Not to be confused with making something wet, damping in physics is associated with reducing vibrations or oscillations. This is particularly important in particle accelerators, where bunches of particles, like boats on a lake, can leave wakes behind them. These wakes make passage trickier for the next bunch of particles. Using mechanical dampers can reduce the wake and improve how well an accelerator performs.

It’s easy to imagine a spinning planet, ballerina or top. Physicists also use the term “spin,” but in a different way: to describe the properties of particles. In particular, physicists discovered that, at the quantum mechanical level, particles have an intrinsic property that is like a permanent rotation, even when a particle has zero diameter and is considered a point-like object that can’t be described as rotating. Thus, spin is used to describe an effect, not the way that effect is actually generated.

It’s not a steel girder or a toothy smile—a beam is a focused stream of particles. Beams are created by particle accelerators and can be made of different kinds of particles, such as protons, electrons, neutrons, ions or neutrinos. These concentrated torrents of particles can be manipulated, studied in physics experiments or crashed into targets to create other kinds of particles.

For physicists, tunneling isn’t about the habits of moles or carving away mountains to make room for roads. Quantum tunneling is instead a phenomenon in which a particle can pass through a barrier it normally wouldn’t be able to cross. It’s a result of quantum mechanics, the strange way that things can act differently at the smallest scales than they do at the larger scales that we’re used to. Quantum tunneling occurs, for example, during radioactive decay when a particle escapes the nucleus of an atom.

You might think of luminosity as how much light something emits. In astrophysics, this is pretty close: Luminosity is how much energy a celestial object like a star emits in a certain amount of time. But luminosity is also a term in collider physics, where it describes how many particles will pass through a certain point—say, the heart of a detector where the particle collisions happen. Higher luminosity means more particle collisions and a higher chance for making discoveries.

“Quintessence” commonly refers to a perfect example or the essence of something. But you also can find it in physics papers about the expansion of the universe. Dark energy is the mysterious force thought to be driving the expansion of our universe, defying the pull of gravity at an ever-growing rate. Scientists use the term quintessence to discuss the theoretical idea of an evolving type of dark energy that would change strength over time.

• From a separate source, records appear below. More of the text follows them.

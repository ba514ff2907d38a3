use std::path::PathBuf;

/// Errors produced while loading a catalog, building vectors or ranking.
#[derive(thiserror::Error, Debug)]
pub enum EngineError {
    /// No usable rows survived loading. Fatal at startup.
    #[error("catalog has no complete entries")]
    EmptyCatalog,

    /// The query title is not in the catalog; callers fall back externally.
    #[error("unknown title: {0}")]
    UnknownTitle(String),

    #[error("malformed catalog: {0}")]
    MalformedCatalog(String),

    #[error("unsupported catalog format: {}", .0.display())]
    UnsupportedFormat(PathBuf),

    #[error("I/O error: {0}")]
    Io(#[from] std::io::Error),

    #[error("CSV error: {0}")]
    Csv(#[from] csv::Error),

    #[error("JSON error: {0}")]
    Json(#[from] serde_json::Error),
}

pub type Result<T> = std::result::Result<T, EngineError>;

To us humans, a lifetime is—if we’re lucky—about 90 years. For particles, it’s another story. The lifetime of a particle is based on how long it takes to decay, or transform into other (typically lighter) particles. Those that decay quickly have lifetimes of slivers of a second. Higgs bosons, for example, can only expect to hang around for about 1.6 x 10-22 seconds. Other particles, such as protons, are incredibly long-lived. It’s unknown whether protons decay at all. If they do, they have a lifetime that is longer than the entire history of our universe so far. But that doesn’t mean that all protons necessarily live that long. Experiments could record evidence for the decay of a single proton on any day, revolutionizing our understanding of the building blocks of matter.